Your goal: Copy out every line of the records in which "task" can be found.

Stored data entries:
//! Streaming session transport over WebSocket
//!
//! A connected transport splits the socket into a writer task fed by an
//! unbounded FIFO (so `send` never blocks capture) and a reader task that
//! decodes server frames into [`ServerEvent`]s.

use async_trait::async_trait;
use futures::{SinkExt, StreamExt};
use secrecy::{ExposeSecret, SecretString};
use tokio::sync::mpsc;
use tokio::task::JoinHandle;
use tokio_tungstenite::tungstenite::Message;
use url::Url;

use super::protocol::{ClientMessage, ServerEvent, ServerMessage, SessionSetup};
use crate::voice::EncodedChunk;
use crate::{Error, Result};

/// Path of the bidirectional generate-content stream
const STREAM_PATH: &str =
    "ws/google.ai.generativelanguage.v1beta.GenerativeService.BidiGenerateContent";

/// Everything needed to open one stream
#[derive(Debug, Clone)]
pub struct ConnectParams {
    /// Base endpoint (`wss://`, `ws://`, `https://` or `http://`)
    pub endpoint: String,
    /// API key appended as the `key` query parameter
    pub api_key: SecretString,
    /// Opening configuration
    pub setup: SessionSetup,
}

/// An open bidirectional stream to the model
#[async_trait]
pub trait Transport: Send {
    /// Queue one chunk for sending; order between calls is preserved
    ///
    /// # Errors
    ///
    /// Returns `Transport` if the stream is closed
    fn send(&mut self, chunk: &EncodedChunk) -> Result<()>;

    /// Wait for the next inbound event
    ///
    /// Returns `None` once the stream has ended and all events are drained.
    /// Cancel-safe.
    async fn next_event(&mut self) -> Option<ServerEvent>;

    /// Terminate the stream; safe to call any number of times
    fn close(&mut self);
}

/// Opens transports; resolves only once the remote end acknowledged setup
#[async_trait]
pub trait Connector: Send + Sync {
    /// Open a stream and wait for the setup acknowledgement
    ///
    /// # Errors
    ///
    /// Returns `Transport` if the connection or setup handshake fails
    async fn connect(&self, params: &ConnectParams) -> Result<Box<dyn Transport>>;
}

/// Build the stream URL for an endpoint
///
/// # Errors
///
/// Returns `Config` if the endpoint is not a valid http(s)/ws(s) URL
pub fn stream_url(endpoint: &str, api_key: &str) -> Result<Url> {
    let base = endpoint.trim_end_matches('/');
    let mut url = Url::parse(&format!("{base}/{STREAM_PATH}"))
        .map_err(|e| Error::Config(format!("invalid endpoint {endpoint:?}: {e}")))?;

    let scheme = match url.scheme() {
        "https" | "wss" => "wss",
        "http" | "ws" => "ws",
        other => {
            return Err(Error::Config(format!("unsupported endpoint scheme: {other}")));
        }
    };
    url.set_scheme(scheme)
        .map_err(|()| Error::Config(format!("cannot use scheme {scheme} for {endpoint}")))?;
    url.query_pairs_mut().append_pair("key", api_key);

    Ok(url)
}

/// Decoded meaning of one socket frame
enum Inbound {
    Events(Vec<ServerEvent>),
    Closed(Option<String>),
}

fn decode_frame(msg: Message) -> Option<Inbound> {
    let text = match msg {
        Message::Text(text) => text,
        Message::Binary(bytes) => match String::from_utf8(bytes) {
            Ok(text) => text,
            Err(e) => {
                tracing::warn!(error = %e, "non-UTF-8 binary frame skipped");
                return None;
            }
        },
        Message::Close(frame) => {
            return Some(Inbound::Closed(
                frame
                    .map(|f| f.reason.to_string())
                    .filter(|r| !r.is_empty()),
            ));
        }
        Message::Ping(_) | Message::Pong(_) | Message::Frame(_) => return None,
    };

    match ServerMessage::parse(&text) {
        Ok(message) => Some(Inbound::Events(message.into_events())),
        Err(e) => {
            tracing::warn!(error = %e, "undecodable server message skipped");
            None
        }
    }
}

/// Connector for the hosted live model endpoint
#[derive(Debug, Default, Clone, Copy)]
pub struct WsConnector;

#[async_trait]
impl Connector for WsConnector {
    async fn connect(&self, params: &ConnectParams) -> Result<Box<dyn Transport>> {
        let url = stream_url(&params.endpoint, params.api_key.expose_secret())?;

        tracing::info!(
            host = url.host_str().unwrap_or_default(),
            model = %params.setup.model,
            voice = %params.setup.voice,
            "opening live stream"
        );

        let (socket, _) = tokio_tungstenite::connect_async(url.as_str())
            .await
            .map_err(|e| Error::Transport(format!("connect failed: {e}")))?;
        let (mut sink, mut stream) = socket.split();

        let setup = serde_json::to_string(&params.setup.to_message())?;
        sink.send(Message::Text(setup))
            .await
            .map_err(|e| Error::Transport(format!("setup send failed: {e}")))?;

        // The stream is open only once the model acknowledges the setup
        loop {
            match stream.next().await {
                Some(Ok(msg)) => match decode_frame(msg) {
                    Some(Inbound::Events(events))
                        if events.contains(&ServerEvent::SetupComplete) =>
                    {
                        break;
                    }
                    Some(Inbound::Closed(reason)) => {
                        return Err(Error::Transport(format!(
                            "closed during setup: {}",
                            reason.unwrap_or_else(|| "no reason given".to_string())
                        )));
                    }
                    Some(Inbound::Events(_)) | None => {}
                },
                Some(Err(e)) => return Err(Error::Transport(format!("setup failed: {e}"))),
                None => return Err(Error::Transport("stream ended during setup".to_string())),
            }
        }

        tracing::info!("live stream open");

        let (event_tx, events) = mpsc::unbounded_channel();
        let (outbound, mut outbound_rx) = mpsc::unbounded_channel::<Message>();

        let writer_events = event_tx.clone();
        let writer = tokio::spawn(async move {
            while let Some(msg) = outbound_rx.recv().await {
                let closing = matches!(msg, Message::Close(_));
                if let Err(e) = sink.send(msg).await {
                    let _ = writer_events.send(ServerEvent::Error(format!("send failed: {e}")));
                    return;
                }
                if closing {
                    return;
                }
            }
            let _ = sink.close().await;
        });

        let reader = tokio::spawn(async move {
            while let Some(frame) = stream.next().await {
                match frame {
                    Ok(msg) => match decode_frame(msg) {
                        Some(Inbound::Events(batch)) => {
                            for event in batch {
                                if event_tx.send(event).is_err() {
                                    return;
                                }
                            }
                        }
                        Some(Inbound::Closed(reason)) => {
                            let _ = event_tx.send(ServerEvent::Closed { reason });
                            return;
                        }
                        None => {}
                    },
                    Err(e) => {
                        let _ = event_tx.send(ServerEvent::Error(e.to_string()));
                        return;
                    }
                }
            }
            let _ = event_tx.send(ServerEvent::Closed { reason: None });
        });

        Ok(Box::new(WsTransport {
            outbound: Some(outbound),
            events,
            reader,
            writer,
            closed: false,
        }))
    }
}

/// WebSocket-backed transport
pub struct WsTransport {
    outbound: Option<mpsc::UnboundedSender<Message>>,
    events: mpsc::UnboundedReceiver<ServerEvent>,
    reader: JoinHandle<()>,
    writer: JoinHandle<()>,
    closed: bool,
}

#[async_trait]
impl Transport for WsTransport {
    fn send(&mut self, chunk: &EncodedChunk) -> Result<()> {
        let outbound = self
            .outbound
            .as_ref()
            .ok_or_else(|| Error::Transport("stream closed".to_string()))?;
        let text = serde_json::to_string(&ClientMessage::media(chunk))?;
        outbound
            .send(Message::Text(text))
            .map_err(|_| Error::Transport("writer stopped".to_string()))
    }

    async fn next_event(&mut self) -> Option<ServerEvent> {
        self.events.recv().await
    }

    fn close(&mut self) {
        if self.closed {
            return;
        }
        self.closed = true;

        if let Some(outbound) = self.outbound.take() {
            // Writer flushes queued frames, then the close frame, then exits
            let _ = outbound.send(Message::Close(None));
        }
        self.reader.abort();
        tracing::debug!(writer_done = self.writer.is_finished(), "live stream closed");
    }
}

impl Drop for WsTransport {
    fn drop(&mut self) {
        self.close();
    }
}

Exercise solution:
//! A connected transport splits the socket into a writer task fed by an
//! unbounded FIFO (so `send` never blocks capture) and a reader task that
use tokio::task::JoinHandle;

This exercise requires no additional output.